Upon arriving in Spotorno yesterday, we had no real plans for today except to enjoy the beach and the town. That all changed with the demise of Scott's camera. Its replacement had become the first priority and with many retail shops in Italy closing between 12:30 and 3:30 it was something that we needed to address, preferably in the morning.
Online searches for camera shops provided very few results, likely due to language issues. We may have been looking for a negozio di fotocamereb (camera shop in Italian) but who knows? Many of the google map hits were photo reproduction shops or wedding photographers. A single store with some potential was located back in Savona, about 10km away.
Our hotel provided us with free tourist bus passes and a bus from Spotorno to Savona ran every 30 minutes. An adventure to Savona is the way Pat looked at it. Scott was more concerned about the odds of success. We caught the bus less than a block from our hotel and arrived in the shopping district of Savona by 11am. As it turned out, by 11:30 we had located the shop and bought a very suitable camera. It was also a Lumix and has all the same set up that Scott is familiar with. Given the circumstances, the purchase was an easy choice and Christmas has come early this year. Pat will be wrapping an empty box for the 25th.

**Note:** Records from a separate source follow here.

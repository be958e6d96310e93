use thiserror::Error;

/// Errors that can occur when interacting with the store.
#[derive(Debug, Error)]
pub enum StoreError {
    /// A database error occurred.
    #[error("Database error: {0}")]
    Database(#[from] sqlx::Error),

    /// A database migration error occurred.
    #[error("Migration error: {0}")]
    Migration(#[from] sqlx::migrate::MigrateError),

    /// A row column could not be decoded into its domain representation.
    #[error("Row decode error: {0}")]
    Decode(String),

    /// An update/delete was attempted on an entity that was never inserted.
    #[error("{0} has no identifier; insert it first")]
    MissingId(&'static str),
}

/// Result type for store operations.
pub type Result<T> = std::result::Result<T, StoreError>;
//! Course CRUD and publication service.

use common::CourseId;
use domain::Course;
use store::{CourseFilter, CourseStore};

use crate::error::{Result, ServiceError};

/// Fields for creating a new course.
#[derive(Debug, Clone)]
pub struct NewCourse {
    pub course_code: String,
    pub title: String,
    pub description: String,
    pub category: String,
    pub max_students: i32,
}

/// Partial update of an existing course; `None` keeps the stored value.
///
/// The publish state and the `current_enrolled` counter are deliberately
/// absent: the former moves through [`CourseService::publish_course`], the
/// latter only through the enrollment service.
#[derive(Debug, Clone, Default)]
pub struct UpdateCourse {
    pub course_code: Option<String>,
    pub title: Option<String>,
    pub description: Option<String>,
    pub category: Option<String>,
    pub max_students: Option<i32>,
}

/// CRUD and publication operations for courses.
#[derive(Clone)]
pub struct CourseService<S> {
    store: S,
}

impl<S: CourseStore> CourseService<S> {
    /// Creates a new course service over the given store.
    pub fn new(store: S) -> Self {
        Self { store }
    }

    /// Lists courses, optionally filtered by status and category.
    pub async fn get_courses(&self, filter: &CourseFilter) -> Result<Vec<Course>> {
        Ok(self.store.list_courses(filter).await?)
    }

    /// Loads a single course.
    pub async fn get_course(&self, id: CourseId) -> Result<Course> {
        self.store
            .find_course(id)
            .await?
            .ok_or(ServiceError::NotFound {
                entity: "Course",
                id: id.as_i64(),
            })
    }

    /// Creates a new draft course after validating its fields.
    #[tracing::instrument(skip(self, data), fields(course_code = %data.course_code))]
    pub async fn create_course(&self, data: NewCourse) -> Result<Course> {
        let course = Course::new(
            data.course_code,
            data.title,
            data.description,
            data.category,
            data.max_students,
        );
        course.validate()?;

        Ok(self.store.insert_course(&course).await?)
    }

    /// Merges the given fields into an existing course and persists it.
    #[tracing::instrument(skip(self, data))]
    pub async fn update_course(&self, id: CourseId, data: UpdateCourse) -> Result<Course> {
        let mut course = self.get_course(id).await?;

        if let Some(course_code) = data.course_code {
            course.course_code = course_code;
        }
        if let Some(title) = data.title {
            course.title = title;
        }
        if let Some(description) = data.description {
            course.description = description;
        }
        if let Some(category) = data.category {
            course.category = category;
        }
        if let Some(max_students) = data.max_students {
            course.max_students = max_students;
        }
        course.updated_at = Some(chrono::Utc::now());
        course.validate()?;

        self.store.update_course(&course).await?;
        Ok(course)
    }

    /// Deletes a course.
    #[tracing::instrument(skip(self))]
    pub async fn delete_course(&self, id: CourseId) -> Result<()> {
        if !self.store.delete_course(id).await? {
            return Err(ServiceError::NotFound {
                entity: "Course",
                id: id.as_i64(),
            });
        }
        Ok(())
    }

    /// Opens a course for enrollment.
    #[tracing::instrument(skip(self))]
    pub async fn publish_course(&self, id: CourseId) -> Result<Course> {
        let mut course = self.get_course(id).await?;
        course.publish();
        course.validate()?;

        self.store.update_course(&course).await?;
        tracing::info!(course_id = %id, "course published");
        Ok(course)
    }

    /// Searches title, description, and category for a term.
    pub async fn search_courses(&self, term: &str) -> Result<Vec<Course>> {
        Ok(self.store.search_courses(term).await?)
    }
}
//! Route handlers.

pub mod auth;
pub mod courses;
pub mod enrollments;
pub mod health;
pub mod metrics;
pub mod students;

Nice to have your shopping done by mid October.
We then set out to explore the center of the city which was not on the agenda but now that we were there, was a real bonus. Savona has a very nice old quarter full of pedestrian only areas, plazas and nice old buildings. We also went into the Priamar Fortress which is on the hill by the port. Where else would you build it in the 1500`s?

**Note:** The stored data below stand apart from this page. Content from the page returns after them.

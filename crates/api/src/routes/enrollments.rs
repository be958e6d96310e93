//! Enrollment lifecycle endpoints.

use std::sync::Arc;

use axum::Json;
use axum::extract::{Path, State};
use common::{CourseId, EnrollmentId, StudentId};
use serde::Deserialize;
use store::Store;

use crate::AppState;
use crate::error::ApiError;
use crate::response::ApiResponse;

// -- Request types --

#[derive(Deserialize)]
pub struct CreateEnrollmentRequest {
    pub student_id: Option<i64>,
    pub course_id: Option<i64>,
}

// -- Handlers --

/// POST /api/enrollments — enroll a student into a course.
pub async fn store<S: Store + Clone + 'static>(
    State(state): State<Arc<AppState<S>>>,
    Json(req): Json<CreateEnrollmentRequest>,
) -> Result<ApiResponse, ApiError> {
    let (Some(student_id), Some(course_id)) = (req.student_id, req.course_id) else {
        return Err(ApiError::BadRequest(
            "student_id and course_id are required".to_string(),
        ));
    };

    let enrollment = state
        .enrollments
        .enroll(StudentId::new(student_id), CourseId::new(course_id))
        .await?;

    Ok(ApiResponse::created(
        &enrollment,
        "Enrollment created successfully",
    ))
}

/// PUT /api/enrollments/{id}/complete — mark an enrollment completed.
pub async fn complete<S: Store + Clone + 'static>(
    State(state): State<Arc<AppState<S>>>,
    Path(id): Path<i64>,
) -> Result<ApiResponse, ApiError> {
    let enrollment = state
        .enrollments
        .complete_enrollment(EnrollmentId::new(id))
        .await?;

    Ok(ApiResponse::success(
        &enrollment,
        "Enrollment marked as completed",
    ))
}

/// PUT /api/enrollments/{id}/cancel — cancel an enrollment, freeing its seat.
pub async fn cancel<S: Store + Clone + 'static>(
    State(state): State<Arc<AppState<S>>>,
    Path(id): Path<i64>,
) -> Result<ApiResponse, ApiError> {
    let enrollment = state
        .enrollments
        .cancel_enrollment(EnrollmentId::new(id))
        .await?;

    Ok(ApiResponse::success(
        &enrollment,
        "Enrollment cancelled successfully",
    ))
}
use async_trait::async_trait;
use common::{CourseId, EnrollmentId, InstructorId, StudentId};
use domain::{Course, CourseStatus, Enrollment, Instructor, Student};

use crate::Result;

/// Optional filters for course listing.
#[derive(Debug, Clone, Default)]
pub struct CourseFilter {
    pub status: Option<CourseStatus>,
    pub category: Option<String>,
}

/// Course lookups and writes.
#[async_trait]
pub trait CourseStore: Send + Sync {
    /// Looks up a course by identifier.
    async fn find_course(&self, id: CourseId) -> Result<Option<Course>>;

    /// Looks up a course by its unique human-facing code.
    async fn find_course_by_code(&self, code: &str) -> Result<Option<Course>>;

    /// Lists courses matching the filter, newest first.
    async fn list_courses(&self, filter: &CourseFilter) -> Result<Vec<Course>>;

    /// Searches title, description, and category for a term, ordered by title.
    async fn search_courses(&self, term: &str) -> Result<Vec<Course>>;

    /// Inserts a new course, returning it with its assigned identifier.
    async fn insert_course(&self, course: &Course) -> Result<Course>;

    /// Persists changes to an existing course.
    async fn update_course(&self, course: &Course) -> Result<()>;

    /// Deletes a course; returns false if it did not exist.
    async fn delete_course(&self, id: CourseId) -> Result<bool>;
}

/// Student lookups and writes.
#[async_trait]
pub trait StudentStore: Send + Sync {
    async fn find_student(&self, id: StudentId) -> Result<Option<Student>>;

    async fn find_student_by_email(&self, email: &str) -> Result<Option<Student>>;

    /// Lists all students, newest first.
    async fn list_students(&self) -> Result<Vec<Student>>;

    /// Inserts a new student, returning it with its assigned identifier.
    async fn insert_student(&self, student: &Student) -> Result<Student>;

    /// Persists changes to an existing student.
    async fn update_student(&self, student: &Student) -> Result<()>;

    /// Deletes a student; returns false if it did not exist.
    async fn delete_student(&self, id: StudentId) -> Result<bool>;
}

/// Instructor lookups and writes.
#[async_trait]
pub trait InstructorStore: Send + Sync {
    async fn find_instructor(&self, id: InstructorId) -> Result<Option<Instructor>>;

    async fn find_instructor_by_email(&self, email: &str) -> Result<Option<Instructor>>;

    /// Inserts a new instructor, returning it with its assigned identifier.
    async fn insert_instructor(&self, instructor: &Instructor) -> Result<Instructor>;
}

/// Enrollment lookups, single-row writes, and the unit-of-work entry point.
#[async_trait]
pub trait EnrollmentStore: Send + Sync {
    async fn find_enrollment(&self, id: EnrollmentId) -> Result<Option<Enrollment>>;

    /// Returns the enrollment row for a (course, student) pair regardless of
    /// its status, if one exists.
    async fn find_by_course_and_student(
        &self,
        course_id: CourseId,
        student_id: StudentId,
    ) -> Result<Option<Enrollment>>;

    /// Returns all enrollments of a student, most recently enrolled first.
    async fn enrollments_by_student(&self, student_id: StudentId) -> Result<Vec<Enrollment>>;

    /// Counts enrollments in `active` status held against a course.
    async fn count_active_by_course(&self, course_id: CourseId) -> Result<i64>;

    /// Counts enrollments in `active` status held by a student.
    async fn count_active_by_student(&self, student_id: StudentId) -> Result<i64>;

    /// Persists changes to an existing enrollment outside a unit of work.
    async fn update_enrollment(&self, enrollment: &Enrollment) -> Result<()>;

    /// Begins a unit of work covering enrollment writes and the course
    /// capacity counter.
    async fn begin_enrollment(&self) -> Result<Box<dyn EnrollmentTxn>>;
}

/// Convenience bound for a handle implementing every repository trait.
pub trait Store: CourseStore + StudentStore + InstructorStore + EnrollmentStore {}

impl<T> Store for T where T: CourseStore + StudentStore + InstructorStore + EnrollmentStore {}

/// Unit of work for the enroll and cancel transitions.
///
/// All reads and writes made through one handle are atomic with respect to
/// other units of work: either `commit` makes every write visible at once,
/// or dropping the handle (or calling `rollback`) discards them all.
///
/// `find_course_for_update` additionally takes an exclusive claim on the
/// course row, so two concurrent units of work cannot both observe the last
/// free seat.
#[async_trait]
pub trait EnrollmentTxn: Send {
    /// Loads a course and locks it against concurrent units of work.
    async fn find_course_for_update(&mut self, id: CourseId) -> Result<Option<Course>>;

    async fn find_student(&mut self, id: StudentId) -> Result<Option<Student>>;

    /// Loads an enrollment, claiming it for this unit of work.
    async fn find_enrollment(&mut self, id: EnrollmentId) -> Result<Option<Enrollment>>;

    async fn find_by_course_and_student(
        &mut self,
        course_id: CourseId,
        student_id: StudentId,
    ) -> Result<Option<Enrollment>>;

    async fn count_active_by_course(&mut self, course_id: CourseId) -> Result<i64>;

    async fn count_active_by_student(&mut self, student_id: StudentId) -> Result<i64>;

    /// Inserts a new enrollment row, returning it with its assigned
    /// identifier. The row becomes visible to others only at commit.
    async fn insert_enrollment(&mut self, enrollment: &Enrollment) -> Result<Enrollment>;

    /// Stages changes to an existing enrollment.
    async fn update_enrollment(&mut self, enrollment: &Enrollment) -> Result<()>;

    /// Stages changes to an existing course (the capacity counter).
    async fn update_course(&mut self, course: &Course) -> Result<()>;

    /// Makes every staged write visible atomically.
    async fn commit(self: Box<Self>) -> Result<()>;

    /// Discards every staged write. Dropping the handle has the same effect.
    async fn rollback(self: Box<Self>) -> Result<()>;
}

Great detail.From the web, ¨Among the proposals received, the jury chose "Curvy on the beach – Beauties... in the round": Gina, Pina, Tina (these are the names of the nice characters) were made by seven potters who have eagerly modeled 600 kg of clay.¨
We also set out to find the Port`s Customs building. We knew from previous international trips that taxes from purchases could potentially be refunded when exiting the country. Although we have never needed this service we thought it might be worth a try as the tax on the camera was 22%. The man at the camera shop showed us on a map that the customs office was within a short walk. Upon finding the building, we entered through the doors into a n empty foyer. It looked a bit more like an apartment building than an official government office. Finding no one to greet us, we opened a large wooden door and explained to a man what we were looking for. He directed us to the second floor and again we wandered into an empty foyer with four separate doors, two on each side of the room. As well, there was a small desk with a customs sign on it and a doorbell like buzzer button. After pushing the buzzer several times with no response, we began trying each door. One was a lunchroom, another an office desk with huge piles of papers. Then a man appeared from another door talking on a cellphone and he simply returned back through the large wooden door without even acknowledging these two strangers in his building. Two ladies soon appeared and between the two of them began to understand what we were trying to do. They took us back into their office and soon after, we were joined by a third man. ¨Not possible¨ was the message. One lady showed us on a computer the answer to our query in English and it all became clear. It was the responsibility of the camera shop to complete an online document which allowed them to deduct the tax at the point of sale. Customs stopped facilitating this service in 2018. Did the man in the camera shop know that he could complete the documents or was it simply more hassle? Either way, the shop was now closed until 3:30 and we were not going to wait around.
After a nice lunch at a busy sidewalk cafe, we returned to where we got off the 40/ bus. We completed the full bus circuit and returned back to our hotel. Our ¨sightseeing¨ bus tour of Savona again convinced us that cycling in this city is not without its issues.
Returning back to our hotel we changed into beach wear and flip flops for the first time on this tour. The sand and the sea were a perfect way to spend the rest of the afternoon.
Heading in. Yes, Scott went for a swim. Coolish to start but delightful after a minute.
We are not very good at making dining decisions. Most often we wander and look at menu boards and judge by the look of the restaurant. What kind of food, does it have any other customers, is it too upscale, too low scale are the common evaluating questions. Lately it's been, ¨will you take us without a reservation? ¨ Tonight, we thought we might give a classic pub a look. On route we passed a hole in the wall, local looking place with its door open but no menu outside to look at. Scott, who is sometimes more adventuresome in these risky restaurant picks, poked his head in the door and asked about a spot for two. We were quickly seated between another couple and on the other side, a long table of twelve people that were family or friends.
Restaurant Trattoria U Peo. Authentic Ligurian, unpretentious home style cooking.
We immediately knew that this was a no-frills, neighbourhood restaurant frequented by locals. Just the kind we like but often not easily found. It had a set menu including wine. Appetizers were toast with anchovies, pickled anchovies and some chickpea type patties. All great. Next course was pasta - fish sauce or mushroom sauce. Quite good. The fish sauce was actual mussels. We shared the pastas and Pat was already full. Next course - fish or rabbit? Not want to leave anything we shared the fish. Thick loins of some fish simply prepared. Desert was two pastries. That was the Friday night menu. We left very happy with the meal and thrilled with the experience.